The National Labor Relations Act provides that employers and unions may enter into agreements whereby membership in a union may be required as a condition of continued employment. Section 8(a) (3). Labor organizations enjoy the right to prescribe their own rules for acquisition or retention of membership. Section 8(b) (1). However, it is further provided that non-membership or loss of membership, as grounds for dismissal, may only be founded upon failure of the employee to tender "the periodic dues and the initiation fees uniformly required as a condition of membership."2 As stated by the Supreme Court in Radio Officers Union of Commercial Telegraphers Union, A.F.L. v. N. L. R. B., 347 U.S. 17, 40, 74 S.Ct. 323, 335, 98 L.Ed. 455, "The policy of the Act is to insulate employees' jobs from their organizational rights."
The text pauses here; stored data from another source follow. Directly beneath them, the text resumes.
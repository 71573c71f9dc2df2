//! Runtime configuration loaded from the environment

use std::env;
use std::time::Duration;

use wallet_core::QuorumPolicy;
use wallet_node::{DEFAULT_NODE_URL, DEFAULT_TIMEOUT_MS};
use wallet_services::PollerConfig;

/// Configuration for the wallet API server
#[derive(Debug, Clone)]
pub struct WalletConfig {
    /// Base URL of the node API
    pub node_url: String,
    pub request_timeout: Duration,
    pub tick_interval: Duration,
    pub poll_interval: Duration,
    /// Agreement required among peer balance reports, in percent
    pub quorum_threshold: u32,
    pub quorum_min_samples: usize,
    /// Levels fetched per order book side
    pub orderbook_limit: u32,
    /// Whether to value balances in USD
    pub price_feed: bool,
    pub server_port: u16,
}

impl Default for WalletConfig {
    fn default() -> Self {
        Self {
            node_url: DEFAULT_NODE_URL.to_string(),
            request_timeout: Duration::from_millis(DEFAULT_TIMEOUT_MS),
            tick_interval: Duration::from_millis(1000),
            poll_interval: Duration::from_millis(3000),
            quorum_threshold: wallet_core::quorum::DEFAULT_THRESHOLD_PERCENT,
            quorum_min_samples: wallet_core::quorum::DEFAULT_MIN_SAMPLES,
            orderbook_limit: 1000,
            price_feed: true,
            server_port: 3001,
        }
    }
}

impl WalletConfig {
    /// Load configuration from environment variables
    ///
    /// Reads:
    /// - WALLET_NODE_URL, WALLET_REQUEST_TIMEOUT_MS
    /// - WALLET_TICK_INTERVAL_MS, WALLET_POLL_INTERVAL_MS
    /// - WALLET_QUORUM_THRESHOLD, WALLET_QUORUM_MIN_SAMPLES
    /// - WALLET_ORDERBOOK_LIMIT, WALLET_PRICE_FEED, SERVER_PORT
    ///
    /// Unset variables fall back to defaults.
    pub fn from_env() -> Result<Self, ConfigError> {
        Self::from_lookup(|key| env::var(key).ok())
    }

    pub fn from_lookup<F>(lookup: F) -> Result<Self, ConfigError>
    where
        F: Fn(&str) -> Option<String>,
    {
        let defaults = Self::default();

        let node_url = lookup("WALLET_NODE_URL")
            .map(|url| url.trim().to_string())
            .filter(|url| !url.is_empty())
            .unwrap_or(defaults.node_url);

        let config = Self {
            node_url,
            request_timeout: millis(&lookup, "WALLET_REQUEST_TIMEOUT_MS", defaults.request_timeout)?,
            tick_interval: millis(&lookup, "WALLET_TICK_INTERVAL_MS", defaults.tick_interval)?,
            poll_interval: millis(&lookup, "WALLET_POLL_INTERVAL_MS", defaults.poll_interval)?,
            quorum_threshold: number(&lookup, "WALLET_QUORUM_THRESHOLD", defaults.quorum_threshold)?,
            quorum_min_samples: number(&lookup, "WALLET_QUORUM_MIN_SAMPLES", defaults.quorum_min_samples)?,
            orderbook_limit: number(&lookup, "WALLET_ORDERBOOK_LIMIT", defaults.orderbook_limit)?,
            price_feed: flag(&lookup, "WALLET_PRICE_FEED", defaults.price_feed)?,
            server_port: number(&lookup, "SERVER_PORT", defaults.server_port)?,
        };

        if !(1..=100).contains(&config.quorum_threshold) {
            return Err(ConfigError::OutOfRange {
                key: "WALLET_QUORUM_THRESHOLD",
                expected: "1-100",
            });
        }
        if config.quorum_min_samples == 0 {
            return Err(ConfigError::OutOfRange {
                key: "WALLET_QUORUM_MIN_SAMPLES",
                expected: "at least 1",
            });
        }

        Ok(config)
    }

    pub fn quorum_policy(&self) -> QuorumPolicy {
        QuorumPolicy::new(self.quorum_threshold).with_min_samples(self.quorum_min_samples)
    }

    pub fn poller_config(&self) -> PollerConfig {
        PollerConfig {
            tick_interval: self.tick_interval,
            snapshot_interval: self.poll_interval,
            quorum: self.quorum_policy(),
            orderbook_limit: self.orderbook_limit,
            ..PollerConfig::default()
        }
    }
}

fn number<F, T>(lookup: &F, key: &'static str, default: T) -> Result<T, ConfigError>
where
    F: Fn(&str) -> Option<String>,
    T: std::str::FromStr,
    T::Err: std::fmt::Display,
{
    match lookup(key) {
        None => Ok(default),
        Some(raw) => raw.trim().parse().map_err(|e: T::Err| ConfigError::InvalidValue {
            key,
            value: raw.clone(),
            error: e.to_string(),
        }),
    }
}

fn millis<F>(lookup: &F, key: &'static str, default: Duration) -> Result<Duration, ConfigError>
where
    F: Fn(&str) -> Option<String>,
{
    let ms: u64 = number(lookup, key, default.as_millis() as u64)?;
    if ms == 0 {
        return Err(ConfigError::OutOfRange {
            key,
            expected: "a positive number of milliseconds",
        });
    }
    Ok(Duration::from_millis(ms))
}

fn flag<F>(lookup: &F, key: &'static str, default: bool) -> Result<bool, ConfigError>
where
    F: Fn(&str) -> Option<String>,
{
    let Some(raw) = lookup(key) else {
        return Ok(default);
    };
    match raw.trim().to_ascii_lowercase().as_str() {
        "1" | "true" | "on" | "yes" => Ok(true),
        "0" | "false" | "off" | "no" => Ok(false),
        _ => Err(ConfigError::InvalidValue {
            key,
            value: raw,
            error: "expected on/off".to_string(),
        }),
    }
}

/// Configuration errors
#[derive(Debug, thiserror::Error)]
pub enum ConfigError {
    #[error("Invalid value for {key} ({value}): {error}")]
    InvalidValue {
        key: &'static str,
        value: String,
        error: String,
    },

    #[error("{key} must be {expected}")]
    OutOfRange {
        key: &'static str,
        expected: &'static str,
    },
}

#[cfg(test)]
mod tests {
    use super::*;
    use std::collections::HashMap;

    fn load(vars: &[(&str, &str)]) -> Result<WalletConfig, ConfigError> {
        let vars: HashMap<String, String> = vars
            .iter()
            .map(|(k, v)| (k.to_string(), v.to_string()))
            .collect();
        WalletConfig::from_lookup(|key| vars.get(key).cloned())
    }

    #[test]
    fn test_defaults() {
        let config = load(&[]).unwrap();
        assert_eq!(config.node_url, "http://127.0.0.1:8080");
        assert_eq!(config.request_timeout, Duration::from_millis(10_000));
        assert_eq!(config.tick_interval, Duration::from_millis(1000));
        assert_eq!(config.poll_interval, Duration::from_millis(3000));
        assert_eq!(config.quorum_threshold, 50);
        assert_eq!(config.quorum_min_samples, 2);
        assert_eq!(config.orderbook_limit, 1000);
        assert!(config.price_feed);
        assert_eq!(config.server_port, 3001);
    }

    #[test]
    fn test_overrides() {
        let config = load(&[
            ("WALLET_NODE_URL", "http://10.0.0.5:9000"),
            ("WALLET_QUORUM_THRESHOLD", "66"),
            ("WALLET_POLL_INTERVAL_MS", "500"),
            ("WALLET_PRICE_FEED", "off"),
            ("SERVER_PORT", "4000"),
        ])
        .unwrap();

        assert_eq!(config.node_url, "http://10.0.0.5:9000");
        assert_eq!(config.quorum_policy().threshold_percent, 66);
        assert_eq!(config.poller_config().snapshot_interval, Duration::from_millis(500));
        assert!(!config.price_feed);
        assert_eq!(config.server_port, 4000);
    }

    #[test]
    fn test_invalid_values() {
        assert!(matches!(
            load(&[("SERVER_PORT", "http")]),
            Err(ConfigError::InvalidValue { key: "SERVER_PORT", .. })
        ));
        assert!(matches!(
            load(&[("WALLET_QUORUM_THRESHOLD", "0")]),
            Err(ConfigError::OutOfRange { .. })
        ));
        assert!(matches!(
            load(&[("WALLET_TICK_INTERVAL_MS", "0")]),
            Err(ConfigError::OutOfRange { .. })
        ));
        assert!(load(&[("WALLET_PRICE_FEED", "sometimes")]).is_err());
    }
}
"The right to membership lies with the union alone, but the right to a job is surrounded by safeguards which limit a union\'s acts." Murphy\'s Motor Freight, Inc., 113 N.L. R.B. 524, 534, enforced, N. L. R. B. v. Murphy\'s Motor Freight, Inc., 3 Cir., 231 F.2d 654.

Thus the internal rules of a labor organization, designed to control its members, such as imposition of fines for failure to attend meetings, special assessments, and other penalties, not being "periodic dues," may not be enforced by the union by a threat of loss of employment. See Radio Officers Union v. N. L. R. B., 347 U.S. 17, 74 S.Ct. 323, 98 L.Ed. 455 (loss of seniority for late payment of dues; suspension for noncompliance with union's hiring rules); Westinghouse Electric Corp., 96 N.L.R.B. 522, enforced, N. L. R. B. v. International Ass'n of Machinists, etc., 9 Cir., 203 F.2d 173 (fine for dual unionism); The Electric Auto-Lite Company, 92 N.L.R.B. 1073, enforced, N. L. R. B. v. Electric Auto-Lite Company, 6 Cir., 196 F.2d 500, certiorari denied, 344 U.S. 823, 73 S.Ct. 23, 97 L.Ed. 641 (failure to attend meetings); N. L. R. B. v. Eclipse Lumber Co., 9 Cir., 199 F.2d 684, 36 A.L.R.2d 625 (refusal to picket); The Great Atlantic & Pacific Tea Co., 110 N.L.R.B. 918 (dues delinquency); Union Starch & Refining Co. v. N. L. R. B., 7 Cir., 186 F.2d 1008, 27...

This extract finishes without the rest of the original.